Massachusetts Gov. Deval Patrick hosted a press conference at Logan International Airport Tuesday to address the recent Ebola threats in Massachusetts and nationwide.
“We’re doing everything we can,” Patrick said. “According to the Centers for Disease Control [and Prevention], we still remain at low risk of Ebola, but we’re remaining vigilant.”
The address follows the treatment of a patient at Beth Israel Deaconess Medical Center Sunday who was transferred from Harvard Vanguard Medical Associates in Braintree after showing Ebola-like symptoms. The medical center later released a statement that the patient, who had recently traveled to Liberia, did not “meet the CDC criteria to be considered someone at high risk for Ebola.”
“All precautions continue to be taken to ensure the safety of our patients, their families and our staff,” the statement said.
The City of Boston is taking every public health concern seriously, and precautions are being taken, said Boston Mayor Martin Walsh in a Sunday press release.
“The City and our partners at Beth Israel Deaconess Medical Center and the Massachusetts Department of Public Health were in constant contact today as news of an Ebola scare began to break,” he said. “Our emergency preparedness plans are recognized as national models, and I have full confidence in our departments and healthcare organizations that we can keep Bostonians safe and healthy.”
The Ebola virus was first recognized in the United States in 1989, when it breeched quarantine facilities in Virginia and Pennsylvania, according to a timeline of the virus on the CDC’s website. On July 27 in Monrovia, Liberia, Samaritan’s Purse missionary doctor Kent Brantly and Serving in Mission worker Nancy Writebol became the first Americans to contract the disease in the 2014 Ebola outbreak.
The threat of Ebola raised public health concerns nationwide in late September after Thomas Eric Duncan, a Liberian man visiting family in Dallas, became the first patient diagnosed with the virus while in the United States. Duncan died on Oct. 8, 10 days after his diagnosis. Officials are now monitoring 76 hospital employees who could have been exposed to the virus while treating Duncan.

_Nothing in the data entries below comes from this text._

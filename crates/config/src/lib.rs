//! Typed configuration for the indexing pipeline, loaded from TOML by the caller.

pub mod config;

pub use config::*;
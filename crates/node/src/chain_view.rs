use async_trait::async_trait;
use idx_primitives::{ChainedHeader, Height, Locator};

/// Read-only view of the best chain as the host node currently sees it. Pure
/// in-memory over an externally maintained chain structure; must be safe to
/// query concurrently with whatever keeps it up to date (the chain-sync loop,
/// in this crate's case).
#[async_trait]
pub trait ChainView: Send + Sync {
    /// Walks `locator`'s entries in order; returns the first one present on
    /// the local chain, else the genesis header.
    async fn find_fork(&self, locator: &Locator) -> anyhow::Result<ChainedHeader>;

    /// The header at `height`, or `None` if the chain doesn't reach that far.
    async fn block_at(&self, height: Height) -> anyhow::Result<Option<ChainedHeader>>;

    /// The current tip header.
    async fn tip(&self) -> anyhow::Result<ChainedHeader>;
}

/// [`ChainView`] backed directly by RPC calls to a Bitcoin node, trading
/// round-trips for not needing a locally cached header chain.
pub struct RpcChainView<C> {
    client: C,
}

impl<C> RpcChainView<C> {
    pub fn new(client: C) -> Self {
        Self { client }
    }
}

#[async_trait]
impl<C> ChainView for RpcChainView<C>
where
    C: crate::rpc::HeaderClient,
{
    async fn find_fork(&self, locator: &Locator) -> anyhow::Result<ChainedHeader> {
        for hash in &locator.hashes {
            if let Some(header) = self.client.header_by_hash(*hash).await? {
                return Ok(header);
            }
        }
        // Nothing in the locator resolved; fall back to genesis.
        self.block_at(0)
            .await?
            .ok_or_else(|| anyhow::anyhow!("chain view: genesis header unavailable"))
    }

    async fn block_at(&self, height: Height) -> anyhow::Result<Option<ChainedHeader>> {
        self.client.header_at_height(height).await
    }

    async fn tip(&self) -> anyhow::Result<ChainedHeader> {
        let tip_height = self.client.tip_height().await?;
        self.block_at(tip_height)
            .await?
            .ok_or_else(|| anyhow::anyhow!("chain view: reported tip height has no header"))
    }
}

Dr. Tom Frieden, director of the federal CDC, said at a Tuesday press conference that the CDC was ready to send “infection-control experts” to any hospital treating Ebola patients.
“We will put a team on the ground within hours, with some of the world’s leading experts,” he said. “I’ve thought often about it. I wish we had put a team like this on the ground the day the first patient was diagnosed. That might have prevented this infection.”